Today's Google Doodle Celebrates An Early Filmmaking Pioneer
There's no one father of the movies, since the technologies for film and cameras and projectors all came around simultaneously in several places-- both Thomas Edison and the French Lumiere brothers can make pretty good claims to inventing the medium, so historians generally let them share it. But before any of them were building their Black Maria or terrifying moviegoers with a train arriving at a station, Eadweard Muybridge was laying the groundwork for what would eventually become the movies-- and today being his 182nd birthday, Google is honoring him with their doodle.
The image below is what you'll see at the Google homepage. Click on it to go there and see the doodle in action.

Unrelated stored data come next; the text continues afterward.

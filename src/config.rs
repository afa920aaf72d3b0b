//! Configuration file parser for newswire.toml.
//!
//! The config file is optional — a missing file yields `Config::default()`.
//! Environment variables (`NEWSWIRE_DATA_DIR`/`DATA_DIR`, `PORT`) layer on
//! top of the file, and CLI flags layer on top of both.
use serde::Deserialize;
use std::path::{Path, PathBuf};
use thiserror::Error;

// ============================================================================
// Error Types
// ============================================================================

#[derive(Debug, Error)]
pub enum ConfigError {
    #[error("Failed to read config file: {0}")]
    Io(#[from] std::io::Error),

    #[error("Invalid TOML in config file: {0}")]
    Parse(#[from] toml::de::Error),

    #[error("Config file too large: {0}")]
    TooLarge(String),
}

// ============================================================================
// Configuration
// ============================================================================

/// Top-level application configuration.
///
/// All fields use `#[serde(default)]` so any subset of keys can be
/// specified. Missing keys fall back to `Default::default()`.
#[derive(Debug, Clone, PartialEq, Deserialize)]
#[serde(default)]
pub struct Config {
    /// Listen port for the HTTP server.
    pub port: u16,

    /// Directory holding the canonical JSON document and its backups.
    pub data_dir: PathBuf,

    /// Directory the generated XML artifact is written to and served from.
    pub public_dir: PathBuf,

    /// Externally visible base URL, used for feed-level link defaults.
    /// Defaults to `http://localhost:<port>` when unset.
    pub public_url: Option<String>,

    /// Whether item creation rejects a URL that already exists in the feed.
    pub reject_duplicate_urls: bool,
}

impl Default for Config {
    fn default() -> Self {
        Self {
            port: 3000,
            data_dir: PathBuf::from("./data"),
            public_dir: PathBuf::from("./public"),
            public_url: None,
            reject_duplicate_urls: true,
        }
    }
}

impl Config {
    /// Maximum config file size (1 MB).
    const MAX_FILE_SIZE: u64 = 1_048_576;

    /// Load configuration from a TOML file.
    ///
    /// - Missing file → `Ok(Config::default())`
    /// - Empty file → `Ok(Config::default())`
    /// - Invalid TOML → `Err(ConfigError::Parse)` with line number info
    /// - Unknown keys → accepted, logged as a warning
    pub fn load(path: &Path) -> Result<Self, ConfigError> {
        match std::fs::metadata(path) {
            Ok(meta) if meta.len() > Self::MAX_FILE_SIZE => {
                return Err(ConfigError::TooLarge(format!(
                    "Config file is {} bytes (max {} bytes)",
                    meta.len(),
                    Self::MAX_FILE_SIZE
                )));
            }
            Err(e) if e.kind() == std::io::ErrorKind::NotFound => {
                tracing::debug!(path = %path.display(), "No config file found, using defaults");
                return Ok(Self::default());
            }
            Err(e) => return Err(ConfigError::Io(e)),
            Ok(_) => {}
        }

        let content = std::fs::read_to_string(path)?;
        if content.trim().is_empty() {
            tracing::debug!(path = %path.display(), "Config file is empty, using defaults");
            return Ok(Self::default());
        }

        if let Ok(raw) = content.parse::<toml::Table>() {
            let known_keys = [
                "port",
                "data_dir",
                "public_dir",
                "public_url",
                "reject_duplicate_urls",
            ];
            for key in raw.keys() {
                if !known_keys.contains(&key.as_str()) {
                    tracing::warn!(key = %key, "Unknown key in config file, ignoring");
                }
            }
        }

        let config: Config = toml::from_str(&content)?;
        tracing::info!(path = %path.display(), port = config.port, "Loaded configuration");
        Ok(config)
    }

    /// Apply environment overrides from the process environment.
    pub fn apply_env(self) -> Self {
        self.apply_env_from(|key| std::env::var(key).ok())
    }

    /// Apply environment overrides from an arbitrary lookup. `PORT` and
    /// `NEWSWIRE_DATA_DIR` (or the historical `DATA_DIR`) are recognized;
    /// an unparsable `PORT` is ignored with a warning.
    pub fn apply_env_from(mut self, var: impl Fn(&str) -> Option<String>) -> Self {
        if let Some(dir) = var("NEWSWIRE_DATA_DIR").or_else(|| var("DATA_DIR")) {
            self.data_dir = PathBuf::from(dir);
        }
        if let Some(port) = var("PORT") {
            match port.parse() {
                Ok(p) => self.port = p,
                Err(_) => {
                    tracing::warn!(value = %port, "Ignoring unparsable PORT override");
                }
            }
        }
        self
    }

    /// The externally visible base URL, defaulting to localhost.
    pub fn public_url(&self) -> String {
        self.public_url
            .clone()
            .unwrap_or_else(|| format!("http://localhost:{}", self.port))
    }
}

// ============================================================================
// Tests
// ============================================================================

The doodle will eventually lead you to google Muybridge, but in case you didn't bother, here are the basics: Muybridge was a nature and war photographer who was brought in by California governor Leland Stanford to answer a burning question: When a horse is at a trot, are all four of its hooves off the ground? It was important enough that Stanford assigned Muybridge to figure it out, and Muybridge set up a series of cameras in a line to capture the horse at every moment in its movement. By putting the photos together and projecting them using a machine called a zoopraxiscope, Muybridge created one of the first moving images-- nothing short of magic when the first proper movies were 20 years away from existing.
So while Muybridge wasn't a filmmaker and didn't create anything we might call movies today, he was definitely a pioneer in the format that would go on to change art entirely. Happy Birthday, Mr. Muybridge!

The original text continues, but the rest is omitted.